SalemNews.com, Salem, MA

November 18, 2009

Danvers newborn takes the ride of his life

By Ethan Forman

DANVERS — When children ask where they come from, parents might be tempted to say the stork delivered them.

But when Ilan Hod gets older, his parents can say an ambulance jet delivered him all the way from Florida.

Yesterday, a MedCenter Air jet delivered Ilan to his new hometown, to Beverly Municipal Airport's West Side off Old Burley Street.

Inside the Cessna Citation V aircraft, the fragile baby, born eight weeks premature down in Florida, lay swaddled in a small blue incubator that somewhat resembled a spaceship.

After the jet roared to a stop on the tarmac outside North Atlantic Air's terminal, an American Medical Response ambulance rolled up to the jet. Crews then loaded the baby onto the ambulance for a ride to Beverly Hospital.

As his wife of six years, Emily Wiese, stepped from the plane, Ilan's dad, Aviv Hod, gave her a blue baby blanket made by Ilan's uncle and aunt.

"It was a good flight," Wiese said.

The air ambulance flight ended an ordeal for the Danvers family that began when Wiese gave birth to Ilan on Nov. 4. After not quite 32 weeks in the womb, Ilan weighed just 4 pounds at Orange Park Medical Center in Orange Park, Fla., Hod said.

Wiese was on a business trip to Jacksonville, Fla., when she called Hod at 3:30 a.m. and told him her water broke. Things progressed rapidly from there, and doctors delivered Ilan at 9:10 a.m.

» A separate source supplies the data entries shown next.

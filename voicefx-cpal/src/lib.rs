//! # voicefx-cpal
//!
//! Microphone backend for `voicefx-core`, built on cpal.
//!
//! Provides:
//! - `ChunkAssembler`: device buffers → fixed-size mono 16-bit PCM chunks
//! - `CpalMicCapture`: `CaptureProvider` over a cpal input stream (feature `cpal`)
//!
//! The `voicefx-record` binary wires `CpalMicCapture` to a `Recorder`.

pub mod chunker;

#[cfg(feature = "cpal")]
pub mod cpal_mic;

pub use chunker::ChunkAssembler;

#[cfg(feature = "cpal")]
pub use cpal_mic::CpalMicCapture;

Hod, who works for a company called SalesQuest in Andover, said he was just about to board a 9:30 flight to Florida when he received a call from his wife, who informed him their son "was born four minutes ago, want to hear him cry?"

Hod then started to cry.

This was supposed to be Wiese's last business trip before she was to give birth. She works for a company called Aptima of Woburn and had been giving workshops at the Jacksonville Naval Air Station, Hod said.

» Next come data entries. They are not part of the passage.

use std::sync::atomic::{AtomicU64, Ordering};

/// A span of PCM bytes delivered by the capture source.
///
/// The delivered buffer may be larger than the valid data; only the first
/// `valid_len` bytes are audio. Borrowed for the duration of one callback.
#[derive(Debug, Clone, Copy, PartialEq, Eq)]
pub struct AudioChunk<'a> {
    buffer: &'a [u8],
    valid_len: usize,
}

impl<'a> AudioChunk<'a> {
    /// A chunk whose first `valid_len` bytes of `buffer` are valid.
    ///
    /// A `valid_len` past the end of the buffer is clamped to its length.
    pub fn new(buffer: &'a [u8], valid_len: usize) -> Self {
        Self {
            buffer,
            valid_len: valid_len.min(buffer.len()),
        }
    }

    /// A chunk that is valid end to end.
    pub fn full(buffer: &'a [u8]) -> Self {
        Self::new(buffer, buffer.len())
    }

    /// The valid PCM bytes.
    pub fn bytes(&self) -> &'a [u8] {
        &self.buffer[..self.valid_len]
    }

    pub fn len(&self) -> usize {
        self.valid_len
    }

    pub fn is_empty(&self) -> bool {
        self.valid_len == 0
    }
}

/// Pitch and rate multipliers shared between the control thread and the
/// capture thread.
///
/// Each factor is stored as the bit pattern of an `f64` in its own atomic,
/// so every read and write of a single field is one word access. The two
/// fields are independent; no ordering between them is promised.
#[derive(Debug)]
pub struct TransformParameters {
    pitch: AtomicU64,
    rate: AtomicU64,
}

impl TransformParameters {
    pub fn new(pitch: f64, rate: f64) -> Self {
        Self {
            pitch: AtomicU64::new(sanitize(pitch).to_bits()),
            rate: AtomicU64::new(sanitize(rate).to_bits()),
        }
    }

    pub fn pitch(&self) -> f64 {
        f64::from_bits(self.pitch.load(Ordering::Relaxed))
    }

    pub fn rate(&self) -> f64 {
        f64::from_bits(self.rate.load(Ordering::Relaxed))
    }

    /// Set the pitch multiplier. Non-positive or non-finite values fall back to 1.0.
    pub fn set_pitch(&self, pitch: f64) {
        self.pitch.store(sanitize(pitch).to_bits(), Ordering::Relaxed);
    }

    /// Set the rate multiplier. Non-positive or non-finite values fall back to 1.0.
    pub fn set_rate(&self, rate: f64) {
        self.rate.store(sanitize(rate).to_bits(), Ordering::Relaxed);
    }

    /// Read both factors, one access each.
    pub fn snapshot(&self) -> (f64, f64) {
        (self.pitch(), self.rate())
    }
}

impl Default for TransformParameters {
    fn default() -> Self {
        Self::new(1.0, 1.0)
    }
}

fn sanitize(factor: f64) -> f64 {
    if factor.is_finite() && factor > 0.0 {
        factor
    } else {
        1.0
    }
}

/// What one `on_chunk` call did.
#[derive(Debug, Clone, Copy, Default, PartialEq, Eq)]
pub struct ChunkOutcome {
    /// Valid input bytes fed to the engine.
    pub bytes_fed: usize,
    /// Bytes appended to the container.
    pub bytes_written: usize,
    /// Non-empty drain pulls (one append each).
    pub appends: usize,
    /// The maximum length was reached and the recording was finalized.
    pub limit_reached: bool,
}

/// Counters for debugging capture sessions.
#[derive(Debug, Clone, Default, PartialEq, Eq)]
pub struct CaptureSessionDiagnostics {
    pub chunks_received: u64,
    pub bytes_fed: u64,
    pub bytes_written: u64,
    pub drain_pulls: u64,
    pub engine_errors: u64,
}

#[cfg(test)]
mod tests {
    use super::*;
    use approx::assert_relative_eq;

    #[test]
    fn chunk_exposes_only_valid_bytes() {
        let buffer = [1u8, 2, 3, 4, 5, 6];
        let chunk = AudioChunk::new(&buffer, 4);
        assert_eq!(chunk.bytes(), &[1, 2, 3, 4]);
        assert_eq!(chunk.len(), 4);
    }

    #[test]
    fn chunk_clamps_oversized_valid_length() {
        let buffer = [9u8; 8];
        let chunk = AudioChunk::new(&buffer, 100);
        assert_eq!(chunk.len(), 8);
        assert!(AudioChunk::new(&buffer, 0).is_empty());
    }

    #[test]
    fn parameters_round_trip_through_atomics() {
        let params = TransformParameters::default();
        assert_eq!(params.snapshot(), (1.0, 1.0));

        params.set_pitch(2.5);
        params.set_rate(0.25);
        assert_relative_eq!(params.pitch(), 2.5);
        assert_relative_eq!(params.rate(), 0.25);
    }

    #[test]
    fn invalid_factors_fall_back_to_neutral() {
        let params = TransformParameters::new(-1.0, f64::NAN);
        assert_eq!(params.snapshot(), (1.0, 1.0));

        params.set_rate(0.0);
        assert_eq!(params.rate(), 1.0);
    }
}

He credited Wiese's boss with getting things coordinated in Florida, even sending Wiese's co-workers who happened to be in Orlando, Fla., to her side in the hospital by noon so she could have some familiar faces around her, Hod said. The new dad was not able to arrive until 5 that evening.

"Two months to go, this isn't happening," said Wiese about her reaction to her son's birth. She also did not realize how long it would take to get back home.

"This is a small blip, I'll be back in Boston in a couple of days," she said.

Wiese was thankful to be able to fly with her preemie back home to Danvers in the medical jet.

"I'm so glad they were able to do this," she said.

Hod described his son as cute and adorable.

"We're really lucky," Hod said. "We are very fortunate. ... He's about as healthy as he can get being as fragile as he is."

Nurses in the neonatal intensive care unit in Orange Park thought the little boy had such a good set of lungs, they dubbed him "The Boston Wailer."

Hod said it was safe to fly Ilan back when he was able to maintain his body temperature on his own. But taking a regular flight was out of the question.

The couple's insurance company, Tufts, paid for the flight, and had a case manager on the phone who located the air ambulance company that specialized in neonatal care.

Hod, an Israeli-American, said it was also a coincidence his son was born in Jacksonville, a city he lived in for four years when he was younger.

"I haven't been back to Jacksonville since my bar mitzvah," he said.

Hod, a pilot who regularly flies out of Beverly Airport, said the arrival of his baby by plane also shows how valuable a community airport can be.

"The airport is a vital link to the rest of the country," Hod said.

Ilan's name also has meaning as he was named in honor of the first Israeli astronaut, Ilan Ramon, who died Feb.1, 2003, aboard the space shuttle Columbia when it broke up over Texas just before it was supposed to land. Hod has family in Israel who are neighbors of Ramon's family. It also helps that Hod is a space buff.

Hod expects he and his wife will be able to take Ilan home from the hospital in a few weeks.